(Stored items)
//! HTTP gateway: the single chokepoint for every outbound backend call.
//! Attaches the bearer credential, logs the request with the caller's role,
//! and classifies every response and transport failure into the `ApiError`
//! taxonomy. Side effects are uniform across all resource families: a 401
//! forces a full logout before the error propagates, a 403 raises a denial
//! notice, and no failure branch is ever swallowed.

mod api;
pub mod models;

pub use api::Resource;

use std::sync::Arc;

use reqwest::{Method, Response, StatusCode, Url};
use serde_json::Value;
use tracing::{debug, error, warn};

use crate::config::ClientConfig;
use crate::error::ApiError;
use crate::session::{can_access, FileSessionStore, SessionContext};

/// Out-of-band session notifications for the embedding UI: navigation to the
/// login entry point after a forced logout, and user-facing denial notices.
pub trait SessionEvents: Send + Sync {
    /// The session was purged after a 401; the UI should return to login.
    fn logged_out(&self) {}
    /// A 403 was classified; the UI may surface the notice.
    fn access_denied(&self, _notice: &DeniedNotice) {}
}

#[derive(Debug, Clone)]
pub struct DeniedNotice {
    pub path: String,
    pub role: Option<String>,
    pub required_role: Option<String>,
    pub message: String,
}

/// Default event sink: diagnostics only.
pub struct LogOnlyEvents;

impl SessionEvents for LogOnlyEvents {
    fn logged_out(&self) {
        warn!("session ended; redirect to login");
    }

    fn access_denied(&self, notice: &DeniedNotice) {
        warn!(
            "access denied on {} (your role: {}, required: {}): {}",
            notice.path,
            notice.role.as_deref().unwrap_or("none"),
            notice.required_role.as_deref().unwrap_or("unknown"),
            notice.message
        );
    }
}

#[derive(Clone)]
pub struct Gateway {
    base: Url,
    http: reqwest::Client,
    session: SessionContext,
    events: Arc<dyn SessionEvents>,
}

impl Gateway {
    pub fn new(
        config: &ClientConfig,
        session: SessionContext,
        events: Arc<dyn SessionEvents>,
    ) -> Result<Self, ApiError> {
        // Trailing slash so joins stay below the API prefix.
        let mut base = config.api_url.trim_end_matches('/').to_string();
        base.push('/');
        let base = Url::parse(&base).map_err(|e| ApiError::InvalidRequest {
            message: format!("invalid base URL '{}': {}", config.api_url, e),
        })?;
        let http = reqwest::Client::builder()
            .timeout(config.timeout)
            .build()
            .map_err(|e| ApiError::InvalidRequest { message: e.to_string() })?;
        Ok(Self { base, http, session, events })
    }

    /// File-backed store and log-only events; the common production setup.
    pub fn from_config(config: &ClientConfig) -> Result<Self, ApiError> {
        let store = Arc::new(FileSessionStore::new(&config.storage_dir));
        Self::new(config, SessionContext::new(store), Arc::new(LogOnlyEvents))
    }

    pub fn session(&self) -> &SessionContext {
        &self.session
    }

    fn endpoint(&self, path: &str) -> Result<Url, ApiError> {
        self.base
            .join(path.trim_start_matches('/'))
            .map_err(|e| ApiError::InvalidRequest { message: format!("invalid path '{path}': {e}") })
    }

    /// Path as the permission matrix sees it: API prefix plus the relative
    /// endpoint, e.g. `/api/users/3`.
    fn matrix_path(&self, path: &str) -> String {
        format!(
            "{}/{}",
            self.base.path().trim_end_matches('/'),
            path.trim_start_matches('/')
        )
    }

    /// Request/response core every operation funnels through.
    pub async fn request(
        &self,
        method: Method,
        path: &str,
        body: Option<&Value>,
    ) -> Result<Value, ApiError> {
        let url = self.endpoint(path)?;
        let mut req = self.http.request(method.clone(), url);

        let role = self.session.role();
        match self.session.token() {
            Some(token) => {
                req = req.bearer_auth(&token);
                debug!("request proceeding: {} {} role={:?}", method, path, role);
            }
            None => warn!("no token found for API request: {} {}", method, path),
        }

        // Advisory pre-flight only: the matrix never blocks a request, the
        // server stays the authority.
        if let Some(r) = &role {
            let matrix_path = self.matrix_path(path);
            if !can_access(r, &matrix_path) {
                warn!(
                    "permission matrix lists no '{}' access to {}; sending anyway",
                    r, matrix_path
                );
            }
        }

        if let Some(b) = body {
            req = req.json(b);
        }

        let resp = match req.send().await {
            Ok(r) => r,
            Err(e) => {
                error!("backend unreachable for {} {}: {}", method, path, e);
                return Err(ApiError::Unreachable(e));
            }
        };
        self.classify(&method, path, role, resp).await
    }

    async fn classify(
        &self,
        method: &Method,
        path: &str,
        role: Option<String>,
        resp: Response,
    ) -> Result<Value, ApiError> {
        let status = resp.status();
        if status.is_success() {
            debug!("API success: {} {}", status.as_u16(), path);
            if status == StatusCode::NO_CONTENT {
                return Ok(Value::Null);
            }
            return Ok(resp.json().await.unwrap_or(Value::Null));
        }

        error!(
            "API error: {} {} status={} role={:?}",
            method,
            path,
            status.as_u16(),
            role
        );
        let body: Value = resp.json().await.unwrap_or_else(|_| serde_json::json!({}));
        let message = body
            .get("message")
            .and_then(|m| m.as_str())
            .unwrap_or("")
            .to_string();

        match status.as_u16() {
            401 => {
                warn!("401 unauthorized on {}; token invalid or expired, logging out", path);
                self.session.logout();
                self.events.logged_out();
                Err(ApiError::Unauthorized { message })
            }
            403 => {
                let required_role = body
                    .get("requiredRole")
                    .and_then(|v| v.as_str())
                    .map(String::from);
                let message = if message.is_empty() { "no permission".to_string() } else { message };
                let notice = DeniedNotice {
                    path: path.to_string(),
                    role: role.clone(),
                    required_role: required_role.clone(),
                    message: message.clone(),
                };
                error!(
                    "403 forbidden on {}: role={:?} required={:?}",
                    path, notice.role, notice.required_role
                );
                self.events.access_denied(&notice);
                Err(ApiError::Forbidden { role, required_role, message })
            }
            404 => {
                error!("404 not found: {} (endpoint may not exist)", path);
                Err(ApiError::NotFound { path: path.to_string() })
            }
            s if s >= 500 => {
                error!("{} server fault on {}", s, path);
                Err(ApiError::ServerFault { status: s, message })
            }
            s => {
                error!("HTTP {} on {}", s, path);
                Err(ApiError::Unexpected { status: s, message })
            }
        }
    }

    pub(crate) async fn get(&self, path: &str) -> Result<Value, ApiError> {
        self.request(Method::GET, path, None).await
    }

    pub(crate) async fn post(&self, path: &str, body: &Value) -> Result<Value, ApiError> {
        self.request(Method::POST, path, Some(body)).await
    }

    pub(crate) async fn put(&self, path: &str, body: &Value) -> Result<Value, ApiError> {
        self.request(Method::PUT, path, Some(body)).await
    }

    pub(crate) async fn patch(&self, path: &str, body: Option<&Value>) -> Result<Value, ApiError> {
        self.request(Method::PATCH, path, body).await
    }

    pub(crate) async fn delete(&self, path: &str) -> Result<Value, ApiError> {
        self.request(Method::DELETE, path, None).await
    }
}
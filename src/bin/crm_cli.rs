//!
//! crm CLI binary
//! ---------------
//! Small command-line client over the session & gateway layer: log in (demo
//! credentials work offline), inspect the resolved identity, and list the
//! resource families a role is allowed to see.

use std::env;

use anyhow::{anyhow, Result};

use crm_client::session::{allowed_prefixes, demo::DEMO_ACCOUNTS};
use crm_client::{ClientConfig, Gateway};

fn print_usage(program: &str) {
    eprintln!(
        "Usage:\n  {program} [--api <url>] [--storage <dir>] <command> [args]\n\nCommands:\n  login <email> <password>   authenticate (demo accounts match locally, others hit the backend)\n  whoami                     show the resolved current user and role\n  logout                     clear the stored session\n  list <resource>            list users|customers|leads|tasks|sales\n  dashboard                  fetch dashboard stats\n  demo-accounts              print the built-in demo credential table\n\nFlags:\n  --api <url>        API base URL (default: {api}, env CRM_API_URL)\n  --storage <dir>    session storage directory (env CRM_STORAGE_DIR)\n  -h, --help         show this help\n\nExamples:\n  {program} login admin@crm.com admin123\n  {program} whoami\n  {program} list customers",
        api = crm_client::config::DEFAULT_API_URL,
    );
}

#[tokio::main]
async fn main() -> Result<()> {
    let _ = tracing_subscriber::fmt()
        .with_env_filter(tracing_subscriber::EnvFilter::from_default_env())
        .try_init();

    let mut args: Vec<String> = env::args().collect();
    let program = args.remove(0);

    let mut config = ClientConfig::from_env();
    let mut rest: Vec<String> = Vec::new();
    let mut i = 0;
    while i < args.len() {
        match args[i].as_str() {
            "--api" => {
                i += 1;
                config.api_url = args
                    .get(i)
                    .cloned()
                    .ok_or_else(|| anyhow!("--api requires a value"))?;
            }
            "--storage" => {
                i += 1;
                config.storage_dir = args
                    .get(i)
                    .cloned()
                    .ok_or_else(|| anyhow!("--storage requires a value"))?
                    .into();
            }
            "-h" | "--help" => {
                print_usage(&program);
                return Ok(());
            }
            other => rest.push(other.to_string()),
        }
        i += 1;
    }

    if rest.is_empty() {
        print_usage(&program);
        return Ok(());
    }

    let gw = Gateway::from_config(&config)?;

    match rest[0].as_str() {
        "login" => {
            let (email, password) = match (rest.get(1), rest.get(2)) {
                (Some(e), Some(p)) => (e.clone(), p.clone()),
                _ => return Err(anyhow!("login requires <email> <password>")),
            };
            match gw.login(&email, &password).await {
                Ok(user) => {
                    println!("logged in as {} (role {})", user.display_name(), user.role)
                }
                Err(e) => {
                    if e.is_unreachable() {
                        eprintln!("backend unreachable; demo accounts still work (try `{program} demo-accounts`)");
                    }
                    return Err(e.into());
                }
            }
        }
        "whoami" => match gw.session().current_user() {
            Some(user) => {
                println!("name:  {}", user.display_name());
                println!("email: {}", user.email.as_deref().unwrap_or("-"));
                println!("role:  {}", user.role);
                println!("paths: {}", allowed_prefixes(&user.role).join(", "));
            }
            None => println!("not logged in"),
        },
        "logout" => {
            gw.session().logout();
            println!("session cleared");
        }
        "list" => {
            let resource = rest
                .get(1)
                .ok_or_else(|| anyhow!("list requires a resource name"))?;
            let rows = match resource.as_str() {
                "users" => serde_json::to_value(gw.users().list().await?)?,
                "customers" => serde_json::to_value(gw.customers().list().await?)?,
                "leads" => serde_json::to_value(gw.leads().list().await?)?,
                "tasks" => serde_json::to_value(gw.tasks().list().await?)?,
                "sales" => serde_json::to_value(gw.sales().list().await?)?,
                other => return Err(anyhow!("unknown resource '{other}'")),
            };
            println!("{}", serde_json::to_string_pretty(&rows)?);
        }
        "dashboard" => {
            let stats = gw.dashboard_stats().await?;
            println!("{}", serde_json::to_string_pretty(&stats)?);
        }
        "demo-accounts" => {
            for account in DEMO_ACCOUNTS.iter() {
                println!("{:<20} {:<12} {:<8} {}", account.email, account.password, account.role, account.name);
            }
        }
        other => {
            eprintln!("unknown command '{other}'");
            print_usage(&program);
        }
    }

    Ok(())
}
//! Static role → endpoint-prefix permission matrix. Advisory only: the
//! gateway logs when the matrix would deny a call but never blocks one;
//! enforcement stays on the server.

use std::collections::HashMap;

use once_cell::sync::Lazy;

pub const ROLE_ADMIN: &str = "ADMIN";
pub const ROLE_MANAGER: &str = "MANAGER";
pub const ROLE_SALES: &str = "SALES";
pub const ROLE_USER: &str = "USER";

/// Fallback display name when neither claims nor the cached record carry one.
pub const DEFAULT_DISPLAY_NAME: &str = "User";

static MATRIX: Lazy<HashMap<&'static str, &'static [&'static str]>> = Lazy::new(|| {
    let mut m: HashMap<&'static str, &'static [&'static str]> = HashMap::new();
    m.insert(ROLE_ADMIN, &[
        "/api/users",
        "/api/customers",
        "/api/leads",
        "/api/tasks",
        "/api/sales",
        "/api/dashboard",
    ]);
    m.insert(ROLE_MANAGER, &[
        "/api/customers",
        "/api/leads",
        "/api/tasks",
        "/api/sales",
        "/api/dashboard",
    ]);
    m.insert(ROLE_SALES, &["/api/customers", "/api/leads", "/api/tasks", "/api/sales"]);
    m.insert(ROLE_USER, &["/api/tasks"]);
    m
});

/// True iff `endpoint` starts with one of the prefixes listed for `role`.
/// Roles are untrusted strings and compared case-insensitively; unknown
/// roles permit nothing. Total over all inputs, no side effects.
pub fn can_access(role: &str, endpoint: &str) -> bool {
    let normalized = role.trim().to_uppercase();
    match MATRIX.get(normalized.as_str()) {
        Some(prefixes) => prefixes.iter().any(|p| endpoint.starts_with(p)),
        None => false,
    }
}

/// Prefixes listed for a role, for display purposes. Empty for unknown roles.
pub fn allowed_prefixes(role: &str) -> &'static [&'static str] {
    let normalized = role.trim().to_uppercase();
    MATRIX.get(normalized.as_str()).copied().unwrap_or(&[])
}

Task to carry out: Each line that holds the word "DeniedNotice" should be extracted from the records.

Solved problem:
    fn access_denied(&self, _notice: &DeniedNotice) {}
pub struct DeniedNotice {
    fn access_denied(&self, notice: &DeniedNotice) {
                let notice = DeniedNotice {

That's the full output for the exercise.